(Your instructions):
The answer must match the listing exactly, with every line written out again.

____________

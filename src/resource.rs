use std::collections::BTreeMap;
use std::fmt;

use crate::Value;

/// Field access for a resource instance.
///
/// The rule engine never reflects over Rust types: each resource type tells it
/// which names are plain attributes and which are relations, and hands out
/// related resources only when they are already in memory.
pub trait Resource {
    /// Name of the resource type. Rules are registered per resource type.
    fn resource_type(&self) -> &str;

    /// Value of a plain attribute, or `None` if the type has no such attribute.
    fn field(&self, name: &str) -> Option<Value>;

    /// Related resource(s) reached through `name`, or `None` if `name` is
    /// not a relation of this type.
    fn relation(&self, _name: &str) -> Option<Related<'_>> {
        None
    }
}

/// State of a relation on a resource instance.
pub enum Related<'a> {
    One(&'a dyn Resource),
    Many(Vec<&'a dyn Resource>),
    /// The relation is loaded and empty.
    Nil,
    /// The relation exists but its data was never loaded onto the instance.
    NotLoaded,
}

impl fmt::Debug for Related<'_> {
    fn fmt(&self, f: &mut fmt::Formatter<'_>) -> fmt::Result {
        match self {
            Related::One(resource) => f
                .debug_tuple("One")
                .field(&resource.resource_type())
                .finish(),
            Related::Many(resources) => f.debug_tuple("Many").field(&resources.len()).finish(),
            Related::Nil => f.write_str("Nil"),
            Related::NotLoaded => f.write_str("NotLoaded"),
        }
    }
}

/// A generic in-memory resource with named attributes and associations.
#[derive(Debug, Clone, PartialEq)]
pub struct Record {
    resource_type: String,
    fields: BTreeMap<String, Value>,
    associations: BTreeMap<String, Association>,
}

#[derive(Debug, Clone, PartialEq)]
pub enum Association {
    One(Box<Record>),
    Many(Vec<Record>),
    Nil,
    NotLoaded,
}

impl From<Record> for Association {
    fn from(record: Record) -> Self {
        Association::One(Box::new(record))
    }
}

impl From<Vec<Record>> for Association {
    fn from(records: Vec<Record>) -> Self {
        Association::Many(records)
    }
}

impl From<Option<Record>> for Association {
    fn from(record: Option<Record>) -> Self {
        record.map_or(Association::Nil, Into::into)
    }
}

impl Record {
    pub fn new(resource_type: impl Into<String>) -> Self {
        Self {
            resource_type: resource_type.into(),
            fields: BTreeMap::new(),
            associations: BTreeMap::new(),
        }
    }

    pub fn with_field(mut self, name: impl Into<String>, value: impl Into<Value>) -> Self {
        self.fields.insert(name.into(), value.into());
        self
    }

    pub fn with_association(
        mut self,
        name: impl Into<String>,
        association: impl Into<Association>,
    ) -> Self {
        self.associations.insert(name.into(), association.into());
        self
    }

    /// Declares `name` as a relation whose data has not been loaded.
    pub fn with_unloaded(self, name: impl Into<String>) -> Self {
        self.with_association(name, Association::NotLoaded)
    }
}

impl Resource for Record {
    fn resource_type(&self) -> &str {
        &self.resource_type
    }

    fn field(&self, name: &str) -> Option<Value> {
        self.fields.get(name).cloned()
    }

    fn relation(&self, name: &str) -> Option<Related<'_>> {
        self.associations
            .get(name)
            .map(|association| match association {
                Association::One(record) => Related::One(&**record),
                Association::Many(records) => Related::Many(
                    records
                        .iter()
                        .map(|record| record as &dyn Resource)
                        .collect(),
                ),
                Association::Nil => Related::Nil,
                Association::NotLoaded => Related::NotLoaded,
            })
    }
}
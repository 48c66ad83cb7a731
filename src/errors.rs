use thiserror::Error;

use crate::condition::Mode;

pub type Result<T> = std::result::Result<T, Error>;

#[derive(Debug, Error)]
pub enum Error {
    #[error("An error occurred deserializing policy definition: {0}.")]
    Deserializing(#[source] serde_json::Error),

    #[error("An error occurred validating policy definition: {0}.")]
    Validation(String),

    #[error("Unrecognized policy option `{key}`.")]
    UnknownOption { key: String },

    #[error("Invalid value for policy option `{key}`: {reason}.")]
    InvalidOption { key: String, reason: String },

    #[error("Predicate on field `{field}` does not support {mode:?} mode.")]
    UnsupportedPredicateMode { field: String, mode: Mode },

    #[error("Resource type `{resource_type}` has no field or relation `{field}`.")]
    UnknownField {
        resource_type: String,
        field: String,
    },

    #[error("Field `{field}` of resource type `{resource_type}` is not a relation.")]
    NotARelation {
        resource_type: String,
        field: String,
    },

    #[error("Field `{field}` of resource type `{resource_type}` is a relation, not an attribute.")]
    NotAnAttribute {
        resource_type: String,
        field: String,
    },

    #[error("Relation `{field}` of resource type `{resource_type}` is not loaded.")]
    RelationNotLoaded {
        resource_type: String,
        field: String,
    },

    #[error("Derived condition depth limit exceeded (max: {max_depth}).")]
    DepthLimitExceeded { max_depth: usize },
}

____________

(Written reply):
filename src/resource.rs
use std::collections::BTreeMap;
use std::fmt;

use crate::Value;

/// Field access for a resource instance.
///
/// The rule engine never reflects over Rust types: each resource type tells it
/// which names are plain attributes and which are relations, and hands out
/// related resources only when they are already in memory.
pub trait Resource {
    /// Name of the resource type. Rules are registered per resource type.
    fn resource_type(&self) -> &str;

    /// Value of a plain attribute, or `None` if the type has no such attribute.
    fn field(&self, name: &str) -> Option<Value>;

    /// Related resource(s) reached through `name`, or `None` if `name` is
    /// not a relation of this type.
    fn relation(&self, _name: &str) -> Option<Related<'_>> {
        None
    }
}

/// State of a relation on a resource instance.
pub enum Related<'a> {
    One(&'a dyn Resource),
    Many(Vec<&'a dyn Resource>),
    /// The relation is loaded and empty.
    Nil,
    /// The relation exists but its data was never loaded onto the instance.
    NotLoaded,
}

impl fmt::Debug for Related<'_> {
    fn fmt(&self, f: &mut fmt::Formatter<'_>) -> fmt::Result {
        match self {
            Related::One(resource) => f
                .debug_tuple("One")
                .field(&resource.resource_type())
                .finish(),
            Related::Many(resources) => f.debug_tuple("Many").field(&resources.len()).finish(),
            Related::Nil => f.write_str("Nil"),
            Related::NotLoaded => f.write_str("NotLoaded"),
        }
    }
}

/// A generic in-memory resource with named attributes and associations.
#[derive(Debug, Clone, PartialEq)]
pub struct Record {
    resource_type: String,
    fields: BTreeMap<String, Value>,
    associations: BTreeMap<String, Association>,
}

#[derive(Debug, Clone, PartialEq)]
pub enum Association {
    One(Box<Record>),
    Many(Vec<Record>),
    Nil,
    NotLoaded,
}

impl From<Record> for Association {
    fn from(record: Record) -> Self {
        Association::One(Box::new(record))
    }
}

impl From<Vec<Record>> for Association {
    fn from(records: Vec<Record>) -> Self {
        Association::Many(records)
    }
}

impl From<Option<Record>> for Association {
    fn from(record: Option<Record>) -> Self {
        record.map_or(Association::Nil, Into::into)
    }
}

impl Record {
    pub fn new(resource_type: impl Into<String>) -> Self {
        Self {
            resource_type: resource_type.into(),
            fields: BTreeMap::new(),
            associations: BTreeMap::new(),
        }
    }

    pub fn with_field(mut self, name: impl Into<String>, value: impl Into<Value>) -> Self {
        self.fields.insert(name.into(), value.into());
        self
    }

    pub fn with_association(
        mut self,
        name: impl Into<String>,
        association: impl Into<Association>,
    ) -> Self {
        self.associations.insert(name.into(), association.into());
        self
    }

    /// Declares `name` as a relation whose data has not been loaded.
    pub fn with_unloaded(self, name: impl Into<String>) -> Self {
        self.with_association(name, Association::NotLoaded)
    }
}

impl Resource for Record {
    fn resource_type(&self) -> &str {
        &self.resource_type
    }

    fn field(&self, name: &str) -> Option<Value> {
        self.fields.get(name).cloned()
    }

    fn relation(&self, name: &str) -> Option<Related<'_>> {
        self.associations
            .get(name)
            .map(|association| match association {
                Association::One(record) => Related::One(&**record),
                Association::Many(records) => Related::Many(
                    records
                        .iter()
                        .map(|record| record as &dyn Resource)
                        .collect(),
                ),
                Association::Nil => Related::Nil,
                Association::NotLoaded => Related::NotLoaded,
            })
    }
}
repository 48c66ad83cb7a731
filename src/errors.rs
use thiserror::Error;

use crate::condition::Mode;

pub type Result<T> = std::result::Result<T, Error>;

#[derive(Debug, Error)]
pub enum Error {
    #[error("An error occurred deserializing policy definition: {0}.")]
    Deserializing(#[source] serde_json::Error),

    #[error("An error occurred validating policy definition: {0}.")]
    Validation(String),

    #[error("Unrecognized policy option `{key}`.")]
    UnknownOption { key: String },

    #[error("Invalid value for policy option `{key}`: {reason}.")]
    InvalidOption { key: String, reason: String },

    #[error("Predicate on field `{field}` does not support {mode:?} mode.")]
    UnsupportedPredicateMode { field: String, mode: Mode },

    #[error("Resource type `{resource_type}` has no field or relation `{field}`.")]
    UnknownField {
        resource_type: String,
        field: String,
    },

    #[error("Field `{field}` of resource type `{resource_type}` is not a relation.")]
    NotARelation {
        resource_type: String,
        field: String,
    },

    #[error("Field `{field}` of resource type `{resource_type}` is a relation, not an attribute.")]
    NotAnAttribute {
        resource_type: String,
        field: String,
    },

    #[error("Relation `{field}` of resource type `{resource_type}` is not loaded.")]
    RelationNotLoaded {
        resource_type: String,
        field: String,
    },

    #[error("Derived condition depth limit exceeded (max: {max_depth}).")]
    DepthLimitExceeded { max_depth: usize },
}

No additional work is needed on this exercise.